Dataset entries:
====

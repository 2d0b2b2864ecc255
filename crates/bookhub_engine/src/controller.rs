use std::sync::Arc;

use bookhub_core::{Collection, ConvergenceTracker, HarvestSettings, Progress, Snapshot, Verdict};
use bookhub_logging::{bookhub_debug, bookhub_info, bookhub_warn};
use chrono::Utc;

use crate::{HarvestSource, ProgressDriver, SnapshotStore, SourceError};

/// Receives a progress notification after every harvest step.
pub trait ProgressSink: Send + Sync {
    fn emit(&self, progress: Progress);
}

impl<F> ProgressSink for F
where
    F: Fn(Progress) + Send + Sync,
{
    fn emit(&self, progress: Progress) {
        self(progress)
    }
}

#[derive(Debug, Clone, PartialEq, Eq)]
pub enum RunOutcome {
    Converged,
    /// Hit `max_iterations`; still a success.
    Capped,
    Failed(SourceError),
}

impl RunOutcome {
    pub fn is_success(&self) -> bool {
        !matches!(self, RunOutcome::Failed(_))
    }
}

/// Result of one controller run. The collection is kept even on failure.
#[derive(Debug, Clone)]
pub struct HarvestRun {
    pub collection: Collection,
    pub iterations: u32,
    pub idle_rounds: u32,
    pub outcome: RunOutcome,
}

/// Repeats [`ProgressDriver`] steps until idle rounds reach the tolerance,
/// the iteration cap is hit, or a step fails.
#[derive(Clone, Default)]
pub struct ConvergenceController {
    settings: HarvestSettings,
    sinks: Vec<Arc<dyn ProgressSink>>,
    checkpoints: Option<Arc<dyn SnapshotStore>>,
}

impl ConvergenceController {
    pub fn new(settings: HarvestSettings) -> Self {
        Self {
            settings,
            sinks: Vec::new(),
            checkpoints: None,
        }
    }

    pub fn settings(&self) -> &HarvestSettings {
        &self.settings
    }

    pub fn with_sink(mut self, sink: Arc<dyn ProgressSink>) -> Self {
        self.sinks.push(sink);
        self
    }

    /// Write a snapshot after every step that added records.
    pub fn with_checkpoints(mut self, store: Arc<dyn SnapshotStore>) -> Self {
        self.checkpoints = Some(store);
        self
    }

    pub async fn run(&self, source: &dyn HarvestSource) -> HarvestRun {
        let driver = ProgressDriver::new(
            source,
            self.settings.interval(),
            self.settings.extent_epsilon,
        );
        let mut tracker = ConvergenceTracker::new(&self.settings);
        let mut collection = Collection::new();
        let mut verdict = Verdict::Capped;

        while tracker.can_step() {
            let iteration = tracker.next_iteration();
            let outcome = match driver.step(iteration, &mut collection).await {
                Ok(outcome) => outcome,
                Err(err) => {
                    bookhub_warn!("harvest step {} failed: {}", iteration, err);
                    return HarvestRun {
                        collection,
                        iterations: tracker.iteration(),
                        idle_rounds: tracker.idle_rounds(),
                        outcome: RunOutcome::Failed(err),
                    };
                }
            };

            verdict = tracker.record(outcome);
            let progress = tracker.progress(collection.len());
            for sink in &self.sinks {
                sink.emit(progress);
            }
            if outcome.collection_changed {
                self.checkpoint(source, &collection).await;
            }
            if verdict != Verdict::Continue {
                break;
            }
        }

        if let Err(err) = source.scroll_to_start().await {
            bookhub_debug!("could not restore scroll position: {}", err);
        }

        let outcome = match verdict {
            Verdict::Converged => RunOutcome::Converged,
            Verdict::Capped | Verdict::Continue => RunOutcome::Capped,
        };
        bookhub_info!(
            "harvest finished {:?} after {} iterations: {} records",
            outcome,
            tracker.iteration(),
            collection.len()
        );
        HarvestRun {
            collection,
            iterations: tracker.iteration(),
            idle_rounds: tracker.idle_rounds(),
            outcome,
        }
    }

    async fn checkpoint(&self, source: &dyn HarvestSource, collection: &Collection) {
        let Some(store) = self.checkpoints.as_ref() else {
            return;
        };
        let snapshot = Snapshot::capture(collection, source.url(), Utc::now());
        if let Err(err) = store.write(&snapshot).await {
            bookhub_warn!("checkpoint snapshot not written: {}", err);
        }
    }
}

====

| WHAT TO PRODUCE |
Using the records, report how many lines contain the word "Converged", adding no other text.

| RESULT FOR THIS EXERCISE |
2